The answers to these questions will literally provide you with the exact Q&As you need to include in your FAQ page or section. It’s like reading your visitors’ minds.

A few caveats though…


FAQs need to be easy to read and scan

Your prospects don’t want to trawl through every question in your FAQ. They want the information they came looking for, then they want to leave.

Use headings for questions so they are easily scannable. Like this example from Hotjar:

And if you want an example of what not to do:

If you’re reading that, may the Lord have mercy on your soul.

However…

The first section is almost a good idea. It provides the top 5 most asked questions upfront (great) but also shows the answers (not great). Furthermore, the text is tiny and it spans the entire page. Shite, basically.
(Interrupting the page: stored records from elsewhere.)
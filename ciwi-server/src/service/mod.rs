//! Service Module
//!
//! Business logic layer of the server.
//! Services orchestrate between repositories and contain domain logic.

pub mod agent;
pub mod artifact;
pub mod job;
pub mod maintenance;
pub mod project;
pub mod secret;
pub mod update;
pub mod watch;

// Re-export for convenience
pub use agent as agent_service;
pub use artifact as artifact_service;
pub use job as job_service;
pub use project as project_service;
pub use secret as secret_service;
pub use update as update_service;
pub use watch as watch_service;
// =============================================================================
// Dependency Gates
// =============================================================================

/// Unblock or fail queued jobs whose `needs` have settled
///
/// A job whose needed executions all succeeded gets
/// `CIWI_DEP_ARTIFACT_JOB_IDS` and loses its gate; a job with a failed or
/// vanished dependency is failed. Returns the number of jobs changed.
pub async fn resolve_dependency_gates(pool: &SqlitePool) -> Result<usize, JobError> {
    let mut changed = 0;

    for job in job_repository::list_blocked(pool).await? {
        if job.meta(metadata::NEEDS_BLOCKED) != "1" {
            continue;
        }
        let needed = split_ids(job.meta(metadata::NEEDS_JOB_IDS));

        match gate_state(pool, &needed).await? {
            GateState::Waiting => {}
            GateState::Failed(reason) => {
                if job_repository::fail_queued(pool, &job.id, &reason, Utc::now()).await? {
                    tracing::info!(job_id = %job.id, "{}", reason);
                    changed += 1;
                }
            }
            GateState::Ready => {
                let mut env = HashMap::from([(
                    metadata::DEP_ARTIFACT_JOB_IDS_ENV.to_string(),
                    needed.join(","),
                )]);
                if let [single] = needed.as_slice() {
                    env.insert(metadata::DEP_ARTIFACT_JOB_ID_ENV.to_string(), single.clone());
                }
                job_repository::merge_map(pool, &job.id, MapColumn::Env, &env).await?;

                let gate = HashMap::from([(metadata::NEEDS_BLOCKED.to_string(), String::new())]);
                job_repository::merge_map(pool, &job.id, MapColumn::Metadata, &gate).await?;
                tracing::info!(job_id = %job.id, "Dependencies satisfied, job unblocked");
                changed += 1;
            }
        }
    }

    Ok(changed)
}

enum GateState {
    Waiting,
    Ready,
    Failed(String),
}

async fn gate_state(pool: &SqlitePool, needed: &[String]) -> Result<GateState, JobError> {
    let mut waiting = false;
    for id in needed {
        match job_repository::find_by_id(pool, id).await? {
            None => return Ok(GateState::Failed(format!("dependency {id} no longer exists"))),
            Some(dep) if dep.status == JobStatus::Failed => {
                return Ok(GateState::Failed(format!("dependency {id} failed")));
            }
            Some(dep) if dep.status == JobStatus::Succeeded => {}
            Some(_) => waiting = true,
        }
    }
    Ok(if waiting { GateState::Waiting } else { GateState::Ready })
}

fn split_ids(raw: &str) -> Vec<String> {
    raw.split(',')
        .map(str::trim)
        .filter(|s| !s.is_empty())
        .map(str::to_string)
        .collect()
}

/// Clear the chain/needs gates of a job by hand
pub async fn unblock(pool: &SqlitePool, id: &str) -> Result<JobExecution, JobError> {
    let patch = HashMap::from([
        (metadata::CHAIN_BLOCKED.to_string(), String::new()),
        (metadata::NEEDS_BLOCKED.to_string(), String::new()),
    ]);
    merge_metadata(pool, id, &patch).await?;
    tracing::info!(job_id = %id, "Job unblocked");
    get_job(pool, id).await
}

/// Merge an env patch into a job
pub async fn merge_env(
    pool: &SqlitePool,
    id: &str,
    patch: &HashMap<String, String>,
) -> Result<(), JobError> {
    if !job_repository::merge_map(pool, id, MapColumn::Env, patch).await? {
        return Err(JobError::NotFound(id.to_string()));
    }
    Ok(())
}

/// Merge a metadata patch into a job
pub async fn merge_metadata(
    pool: &SqlitePool,
    id: &str,
    patch: &HashMap<String, String>,
) -> Result<(), JobError> {
    if !job_repository::merge_map(pool, id, MapColumn::Metadata, patch).await? {
        return Err(JobError::NotFound(id.to_string()));
    }
    Ok(())
}

// =============================================================================
// Queue Administration
// =============================================================================

/// Delete a queued or leased job
pub async fn delete_pending(pool: &SqlitePool, id: &str) -> Result<(), JobError> {
    match job_repository::delete_pending(pool, id).await? {
        DeleteOutcome::Deleted => {
            tracing::info!(job_id = %id, "Job deleted");
            Ok(())
        }
        DeleteOutcome::NotFound => Err(JobError::NotFound(id.to_string())),
        DeleteOutcome::NotPending(status) => Err(JobError::Conflict(format!(
            "job {id} is {status} and cannot be deleted"
        ))),
    }
}

/// Delete every queued and leased job
pub async fn clear_queue(pool: &SqlitePool) -> Result<u64, JobError> {
    let affected = job_repository::clear_queue(pool).await?;
    tracing::info!(affected, "Queue cleared");
    Ok(affected)
}

/// Delete every terminal job
pub async fn flush_history(pool: &SqlitePool) -> Result<u64, JobError> {
    let affected = job_repository::flush_history(pool).await?;
    tracing::info!(affected, "Job history flushed");
    Ok(affected)
}
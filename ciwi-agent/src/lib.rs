//! ciwi agent
//!
//! A worker that leases jobs from the server and executes them.
//!
//! Architecture:
//! - Configuration: Load settings from environment or defaults
//! - Repositories: HTTP communication with the server (agents, jobs)
//! - Engine: Workspace, checkout, caches, container, processes, reporting
//! - Services: Job execution, capability discovery, control directives
//! - Scheduler: Heartbeat and lease loops
//!
//! The agent heartbeats its capabilities, leases one job at a time, runs it
//! in an isolated workspace and streams its output back while it runs.

pub mod config;
pub mod context;
pub mod engine;
pub mod report;
pub mod repository;
pub mod scheduler;
pub mod service;

use std::sync::Arc;

use anyhow::{Context, Result};
use ciwi_client::ServerClient;
use ciwi_update::UpdateSettings;
use tokio_util::sync::CancellationToken;
use tracing::info;

pub use config::AgentConfig;

use crate::repository::{HttpAgentRepository, HttpJobRepository};
use crate::scheduler::JobPoller;
use crate::service::{
    CapabilitiesService, ControlService, ExecutionService, ReleaseSelfUpdate, SelfUpdate,
    StandardCapabilitiesService, StandardControlService, StandardExecutionService,
};

/// Version advertised in heartbeats and compared against update targets
pub fn version() -> String {
    format!("v{}", env!("CARGO_PKG_VERSION"))
}

/// Runs the agent until `shutdown` is cancelled or the server asks it to exit
///
/// `restart_args` are the command-line arguments a self-updated binary is
/// relaunched with.
pub async fn run(config: AgentConfig, restart_args: Vec<String>, shutdown: CancellationToken) -> Result<()> {
    config.validate().context("invalid agent configuration")?;
    info!(
        "Starting ciwi agent {} (agent_id={}, server={})",
        version(),
        config.agent_id,
        config.server_url
    );

    tokio::fs::create_dir_all(config.jobs_dir())
        .await
        .with_context(|| format!("failed to create {}", config.jobs_dir().display()))?;
    tokio::fs::create_dir_all(config.cache_dir())
        .await
        .with_context(|| format!("failed to create {}", config.cache_dir().display()))?;

    let client = ServerClient::new(config.server_url.clone());
    let agents = Arc::new(HttpAgentRepository::new(client.clone()));
    let jobs = Arc::new(HttpJobRepository::new(client));

    let updater: Arc<dyn SelfUpdate> = Arc::new(ReleaseSelfUpdate::new(
        UpdateSettings::from_env(),
        version(),
        restart_args,
    ));

    let capabilities = StandardCapabilitiesService::new(updater.is_service_mode())
        .discover()
        .await;
    let mut keys: Vec<_> = capabilities.iter().collect();
    keys.sort();
    for (key, value) in keys {
        info!("  - {}={}", key, value);
    }

    let execution: Arc<dyn ExecutionService> = Arc::new(StandardExecutionService::new(
        config.clone(),
        jobs,
        shutdown.clone(),
    ));
    let control: Arc<dyn ControlService> =
        Arc::new(StandardControlService::new(config.clone(), updater));

    let poller = JobPoller::new(
        config,
        version(),
        capabilities,
        agents,
        execution,
        control,
        shutdown,
    );
    poller.run().await
}
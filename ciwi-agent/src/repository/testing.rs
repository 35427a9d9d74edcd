//! In-memory repositories for engine and scheduler tests

use std::collections::{HashMap, VecDeque};
use std::sync::Mutex;
use std::sync::atomic::{AtomicUsize, Ordering};
use std::time::Duration;

use async_trait::async_trait;
use ciwi_client::{ClientError, Result};
use ciwi_core::domain::artifact::JobArtifact;
use ciwi_core::domain::job::JobExecution;
use ciwi_core::dto::agent::{HeartbeatRequest, HeartbeatResponse, LeaseRequest, LeaseResponse};
use ciwi_core::dto::artifact::{UploadArtifactsRequest, UploadTestReportRequest};
use ciwi_core::dto::job::StatusUpdate;

use super::{AgentRepository, JobRepository};

#[derive(Default)]
pub struct FakeJobRepository {
    pub updates: Mutex<Vec<StatusUpdate>>,
    /// Returned by `get_job`; `None` answers 404
    pub server_job: Mutex<Option<JobExecution>>,
    /// Artifacts of dependency jobs: job id -> (index entry, body)
    pub artifacts: Mutex<HashMap<String, Vec<(JobArtifact, Vec<u8>)>>>,
    pub uploaded_artifacts: Mutex<Vec<UploadArtifactsRequest>>,
    pub uploaded_reports: Mutex<Vec<UploadTestReportRequest>>,
    /// Number of upcoming bounded status posts that fail with a 503
    pub failing_reports: AtomicUsize,
    pub report_attempts: AtomicUsize,
}

impl FakeJobRepository {
    pub fn updates(&self) -> Vec<StatusUpdate> {
        self.updates.lock().unwrap().clone()
    }

    pub fn last_update(&self) -> Option<StatusUpdate> {
        self.updates.lock().unwrap().last().cloned()
    }

    pub fn add_artifact(&self, job_id: &str, path: &str, body: &[u8]) {
        let artifact = JobArtifact {
            path: path.to_string(),
            url: format!("/artifacts/{job_id}/{path}"),
            size_bytes: body.len() as i64,
        };
        self.artifacts
            .lock()
            .unwrap()
            .entry(job_id.to_string())
            .or_default()
            .push((artifact, body.to_vec()));
    }
}

#[async_trait]
impl JobRepository for FakeJobRepository {
    async fn update_status(&self, _job_id: &str, update: &StatusUpdate) -> Result<()> {
        self.updates.lock().unwrap().push(update.clone());
        Ok(())
    }

    async fn update_status_with_timeout(
        &self,
        job_id: &str,
        update: &StatusUpdate,
        _timeout: Duration,
    ) -> Result<()> {
        self.report_attempts.fetch_add(1, Ordering::SeqCst);
        let failing = self.failing_reports.load(Ordering::SeqCst);
        if failing > 0 {
            self.failing_reports.store(failing - 1, Ordering::SeqCst);
            return Err(ClientError::api_error(503, "store busy"));
        }
        self.update_status(job_id, update).await
    }

    async fn get_job(&self, job_id: &str) -> Result<JobExecution> {
        self.server_job
            .lock()
            .unwrap()
            .clone()
            .ok_or_else(|| ClientError::api_error(404, format!("job {job_id} not found")))
    }

    async fn list_artifacts(&self, job_id: &str) -> Result<Vec<JobArtifact>> {
        Ok(self
            .artifacts
            .lock()
            .unwrap()
            .get(job_id)
            .map(|items| items.iter().map(|(a, _)| a.clone()).collect())
            .unwrap_or_default())
    }

    async fn download_artifact(&self, url: &str) -> Result<Vec<u8>> {
        self.artifacts
            .lock()
            .unwrap()
            .values()
            .flatten()
            .find(|(a, _)| a.url == url)
            .map(|(_, body)| body.clone())
            .ok_or_else(|| ClientError::api_error(404, "no such artifact"))
    }

    async fn upload_artifacts(&self, _job_id: &str, req: &UploadArtifactsRequest) -> Result<()> {
        self.uploaded_artifacts.lock().unwrap().push(req.clone());
        Ok(())
    }

    async fn upload_test_report(&self, _job_id: &str, req: &UploadTestReportRequest) -> Result<()> {
        self.uploaded_reports.lock().unwrap().push(req.clone());
        Ok(())
    }
}

#[derive(Default)]
pub struct FakeAgentRepository {
    pub heartbeats: Mutex<Vec<HeartbeatRequest>>,
    pub heartbeat_replies: Mutex<VecDeque<HeartbeatResponse>>,
    pub leases: Mutex<VecDeque<JobExecution>>,
    pub lease_requests: AtomicUsize,
}

#[async_trait]
impl AgentRepository for FakeAgentRepository {
    async fn heartbeat(&self, req: &HeartbeatRequest) -> Result<HeartbeatResponse> {
        self.heartbeats.lock().unwrap().push(req.clone());
        Ok(self
            .heartbeat_replies
            .lock()
            .unwrap()
            .pop_front()
            .unwrap_or_else(|| HeartbeatResponse::with_control(None)))
    }

    async fn lease(&self, _req: &LeaseRequest) -> Result<LeaseResponse> {
        self.lease_requests.fetch_add(1, Ordering::SeqCst);
        let job = self.leases.lock().unwrap().pop_front();
        Ok(LeaseResponse {
            assigned: job.is_some(),
            job_execution: job,
            message: String::new(),
        })
    }
}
if they had done the Hotjar thing, it would have been the perfect FAQ. Alas…

 


Considering the context

Once you’ve gathered information from emails, tickets, poll responses etc., you’ll start noticing trends that will dictate how your FAQ looks. You may need an entire section for payment information, while onboarding may need only one or two questions.

If this is the case, put more FAQs on your website.

But to get the most value out of them, you’ll need to use them wisely. Having an FAQ on every page will be overwhelming, and visitors may have difficulty finding the FAQ they’re looking for.

Be smart.

Your homework:

Create one or two website polls with Hotjar with the intention of making your FAQs objection-proof.

You should already know your main conversion pages are — use those pages for now.

You can use the questions we provided or some of your own. Just make sure they’re open questions that give relevant feedback.